June 2021 – Dream State: California in the Movies

June at CinemaLit highlights classic films set in California, with the Golden State figuring prominently in plot and ambiance. We start with the first A Star is Born (1937), steeped as it is in the most mythologized of all California industries – moviemaking. From there we venture back to a CinemaLit favorite: film noir. Too Late for Tears (1949) and D.O.A. (1950) are two pulpy, taut crime shockers, both taking great advantage of their settings in Los Angeles and San Francisco. We finish with the great Chinatown (1974), a neo noir so indelible it now flows through our collective movie-watching bloodstream.

Each of these films figure in the new book Dream State: California in the Movies by San Francisco Chronicle's film critic Mick LaSalle. Mr. LaSalle will be on hand for the discussion on June 4 of A Star is Born. Join us for what promises to be a lively dialogue on California, its meanings and symbols to a global audience of filmgoers.

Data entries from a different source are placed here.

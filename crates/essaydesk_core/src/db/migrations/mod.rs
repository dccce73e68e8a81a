//! SQLite migration registry and executor.
//!
//! # Invariants
//! - `version` values must remain monotonic.
//! - Applied migration version is mirrored to `PRAGMA user_version`.

use crate::db::{DbError, DbResult};
use rusqlite::Connection;

#[derive(Debug, Clone, Copy)]
struct Migration {
    version: u32,
    sql: &'static str,
}

const MIGRATIONS: &[Migration] = &[Migration {
    version: 1,
    sql: include_str!("0001_kv_store.sql"),
}];

/// Returns the latest migration version known by this binary.
pub fn latest_version() -> u32 {
    MIGRATIONS.last().map_or(0, |migration| migration.version)
}

/// Applies all pending migrations on the provided connection in one transaction.
pub fn apply_migrations(conn: &mut Connection) -> DbResult<()> {
    let current = conn.query_row("PRAGMA user_version;", [], |row| row.get::<_, u32>(0))?;
    let latest = latest_version();

    if current > latest {
        return Err(DbError::UnsupportedSchemaVersion {
            db_version: current,
            latest_supported: latest,
        });
    }
    if current == latest {
        return Ok(());
    }

    let tx = conn.transaction()?;
    for migration in MIGRATIONS.iter().filter(|m| m.version > current) {
        tx.execute_batch(migration.sql)?;
        tx.execute_batch(&format!("PRAGMA user_version = {};", migration.version))?;
    }
    tx.commit()?;
    Ok(())
}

June 25 – Chinatown (1974) – 131 minutes

Chinatown begins with a mournful trumpet solo over a murky black-and-white credit sequence evocative of classic film noir. Then it goes wide screen, and we see a succession of lurid-and-white photos of a couple having sex outdoors. Then a man's chubby fingers appear in the frame as the camera pulls back, and we see the film is in color.

In those first few minutes, we learn plenty about director Roman Polanski's artistic intent. While referencing and paying homage to film noir, Chinatown goes far beyond what was possible in the genre's heyday. Cinematically, it references the past while taking full advantage of 1970s freedoms. And as the first moments of the film suggest, nothing is quite what it seems in Chinatown.

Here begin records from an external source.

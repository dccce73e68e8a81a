//! Connection bootstrap utilities for SQLite.
//!
//! # Invariants
//! - Returned connections have a busy timeout configured.
//! - Returned connections have migrations fully applied.

use super::migrations::apply_migrations;
use super::{DbError, DbResult};
use log::{error, info, warn};
use rusqlite::Connection;
use std::path::Path;
use std::time::{Duration, Instant};

const BUSY_TIMEOUT: Duration = Duration::from_secs(5);

/// Opens the store database file and applies all pending migrations.
///
/// Parent directories are created when missing.
///
/// # Side effects
/// - Emits `db_open` logging events with duration and status.
pub fn open_db(path: impl AsRef<Path>) -> DbResult<Connection> {
    let path = path.as_ref();
    open_with("file", || {
        if let Some(parent) = path.parent().filter(|p| !p.as_os_str().is_empty()) {
            // Connection::open reports a missing parent as an opaque CANTOPEN.
            if let Err(err) = std::fs::create_dir_all(parent) {
                warn!(
                    "event=db_open module=db status=warn step=create_parent dir={} error={err}",
                    parent.display()
                );
            }
        }
        Connection::open(path)
    })
}

/// Opens an in-memory store database and applies all pending migrations.
pub fn open_db_in_memory() -> DbResult<Connection> {
    open_with("memory", Connection::open_in_memory)
}

fn open_with(
    mode: &'static str,
    connect: impl FnOnce() -> rusqlite::Result<Connection>,
) -> DbResult<Connection> {
    let started_at = Instant::now();
    info!("event=db_open module=db status=start mode={mode}");

    let result = connect()
        .map_err(DbError::from)
        .and_then(|mut conn| bootstrap_connection(&mut conn).map(|()| conn));

    match &result {
        Ok(_) => info!(
            "event=db_open module=db status=ok mode={mode} duration_ms={}",
            started_at.elapsed().as_millis()
        ),
        Err(err) => error!(
            "event=db_open module=db status=error mode={mode} duration_ms={} error={}",
            started_at.elapsed().as_millis(),
            err
        ),
    }
    result
}

fn bootstrap_connection(conn: &mut Connection) -> DbResult<()> {
    conn.busy_timeout(BUSY_TIMEOUT)?;
    apply_migrations(conn)?;
    Ok(())
}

The plot? Less said the better. Screenwriter Robert Towne was inspired by the fictions of Dashell Hammett and Raymond Chandler, and actual corruption scandals in 1930s Los Angeles, but that is just the jumping off point for his labyrinthine tale. Cynical private detective J. J. Gittes specializes in exposing marital infidelities. The wife of LA Power and Water's chief engineer is certain her husband is seeing another woman, and she hires him to investigate. Turns out Gittes will uncover a lot more than a wayward husband. Mystery and suspense abound, with full revelation withheld until the shattering climax. "You may think you know what you're dealing with, but believe me, you don't," says someone to Gittes along the way.

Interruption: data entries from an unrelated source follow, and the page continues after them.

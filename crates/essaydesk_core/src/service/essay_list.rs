//! Saved-essay list presenter.
//!
//! # Responsibility
//! - Reload the collection whenever the screen gains focus.
//! - Present essays newest first, two cards per row.
//! - Route open/delete/export actions through the store and export service.
//!
//! # Invariants
//! - Persisted order is never mutated by presentation.
//! - After a successful delete the list is reloaded from storage, not
//!   patched in memory.
//! - A failed delete leaves the presented list untouched.

use crate::error::{report_failure, FailureKind, ERROR_NOTICE_TITLE};
use crate::kv::KeyValueStore;
use crate::model::essay::EssayRecord;
use crate::nav::{NavigationRequest, Route, PARAM_ID, PARAM_TEXT, PARAM_TITLE};
use crate::notice::UserNotice;
use crate::repo::essay_store::EssayStore;
use crate::screen::ScreenLifecycle;
use crate::service::export::ExportService;
use crate::service::grid::{chunk_rows, newest_first, ESSAY_GRID_COLUMNS};
use log::warn;
use once_cell::sync::Lazy;
use regex::Regex;

/// Message shown instead of the grid when nothing is saved.
pub const EMPTY_LIST_MESSAGE: &str = "Nenhuma redação salva.";
pub const DELETED_TITLE: &str = "Excluído";
pub const DELETED_MESSAGE: &str = "Sua redação foi removida com sucesso!";

const CARD_SUMMARY_MAX_CHARS: usize = 120;

static WHITESPACE_RE: Lazy<Regex> = Lazy::new(|| Regex::new(r"\s+").expect("valid ws regex"));

/// Summary card for one essay.
#[derive(Debug, Clone, PartialEq, Eq)]
pub struct EssayCard {
    pub id: String,
    /// Title or the untitled placeholder.
    pub title: String,
    /// Collapsed, length-capped text or the empty-text placeholder.
    pub summary: String,
}

impl EssayCard {
    pub fn from_record(record: &EssayRecord) -> Self {
        Self {
            id: record.id.clone(),
            title: record.display_title().to_string(),
            summary: card_summary(record.display_text()),
        }
    }
}

/// One grid row; `right` is empty when the row holds the odd last essay.
#[derive(Debug, Clone, PartialEq, Eq)]
pub struct EssayRow {
    pub left: EssayCard,
    pub right: Option<EssayCard>,
}

/// Render model of the list screen.
#[derive(Debug, Clone, PartialEq, Eq)]
pub enum EssayListView {
    Empty { message: &'static str },
    Grid { rows: Vec<EssayRow> },
}

/// Presenter for the saved-essay screen.
pub struct EssayListPresenter<S: KeyValueStore> {
    store: EssayStore<S>,
    essays: Vec<EssayRecord>,
}

impl<S: KeyValueStore> EssayListPresenter<S> {
    pub fn new(store: EssayStore<S>) -> Self {
        Self {
            store,
            essays: Vec::new(),
        }
    }

    /// Replaces the presented list with a fresh load, newest first.
    pub fn reload(&mut self) {
        self.essays = newest_first(&self.store.load_all());
    }

    /// Presented essays, newest first.
    pub fn essays(&self) -> &[EssayRecord] {
        &self.essays
    }

    pub fn view(&self) -> EssayListView {
        if self.essays.is_empty() {
            return EssayListView::Empty {
                message: EMPTY_LIST_MESSAGE,
            };
        }

        let cards: Vec<EssayCard> = self.essays.iter().map(EssayCard::from_record).collect();
        let rows = chunk_rows(&cards, ESSAY_GRID_COLUMNS)
            .into_iter()
            .filter_map(|row| {
                let mut slots = row.into_iter();
                let left = slots.next()?;
                Some(EssayRow {
                    left,
                    right: slots.next(),
                })
            })
            .collect();
        EssayListView::Grid { rows }
    }

    /// Navigation to the detail screen for a presented essay.
    ///
    /// The detail screen receives everything it shows; nothing is reloaded.
    pub fn open(&self, id: &str) -> Option<NavigationRequest> {
        let essay = self.find(id)?;
        Some(
            NavigationRequest::to(Route::EssayDetail)
                .param(PARAM_ID, essay.id.as_str())
                .param(PARAM_TITLE, essay.title.as_str())
                .param(PARAM_TEXT, essay.text.as_str()),
        )
    }

    /// Deletes one essay and reloads the list on success.
    pub fn delete(&mut self, id: &str) -> UserNotice {
        match self.store.remove(id) {
            Ok(_) => {
                self.reload();
                UserNotice::info(DELETED_TITLE, DELETED_MESSAGE)
            }
            Err(err) => report_failure(err.kind(), "essay_list", "essay_delete", &err),
        }
    }

    /// Exports a presented essay through `exporter`.
    pub fn export(&self, id: &str, exporter: &ExportService) -> UserNotice {
        match self.find(id) {
            Some(essay) => exporter.export(&essay.title, &essay.text),
            None => {
                warn!("event=essay_export module=essay_list status=error error_code=not_listed id={id}");
                UserNotice::error(ERROR_NOTICE_TITLE, FailureKind::FileExport.user_message())
            }
        }
    }

    fn find(&self, id: &str) -> Option<&EssayRecord> {
        self.essays.iter().find(|essay| essay.id == id)
    }
}

impl<S: KeyValueStore> ScreenLifecycle for EssayListPresenter<S> {
    fn on_focus(&mut self) {
        self.reload();
    }

    // Nothing runs in the background on this screen.
    fn on_blur(&mut self) {}
}

/// Collapses whitespace and caps the card summary length.
pub fn card_summary(text: &str) -> String {
    let collapsed = WHITESPACE_RE.replace_all(text.trim(), " ");
    let mut summary: String = collapsed.chars().take(CARD_SUMMARY_MAX_CHARS).collect();
    if collapsed.chars().count() > CARD_SUMMARY_MAX_CHARS {
        summary.push_str("...");
    }
    summary
}

#[cfg(test)]
mod tests {
    use super::card_summary;

    #[test]
    fn summary_collapses_whitespace() {
        assert_eq!(card_summary("  a\n\n b\tc "), "a b c");
    }

    #[test]
    fn summary_is_capped() {
        let long = "x".repeat(300);
        let summary = card_summary(&long);
        assert!(summary.ends_with("..."));
        assert_eq!(summary.chars().count(), 123);
    }
}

Plenty of ink has been spilled about the on-set rancor and flaring tempers between Polanski and stars Jack Nicholson and Faye Dunaway. Plenty more has been written about Chinatown's central place in the Hollywood Renaissance, that era between Bonnie and Clyde and Raging Bull when visionary directors made startlingly original films. But Chinatown is foremost a film in which everything, from the art direction to the score, editing, cinematography, and performances, clicks with dazzling precision. And it demands multiple viewings. There's always something new to see in Chinatown.

 

Matthew Kennedy, CinemaLit’s curator, has written biographies of Marie Dressler, Joan Blondell, and Edmund Goulding. His book Roadshow! The Fall of Film Musicals in the 1960s, was the basis of a film series on Turner Classic Movies. 

 

I don't have a favorite film,” Matthew says. "I find that my relationships to films, actors, genres, and directors change as I change over the years. Some don't hold up. Some look more profound, as though I've caught up with their artistry. I feel that way about Garbo, Cary Grant, director John Cassavetes, and others."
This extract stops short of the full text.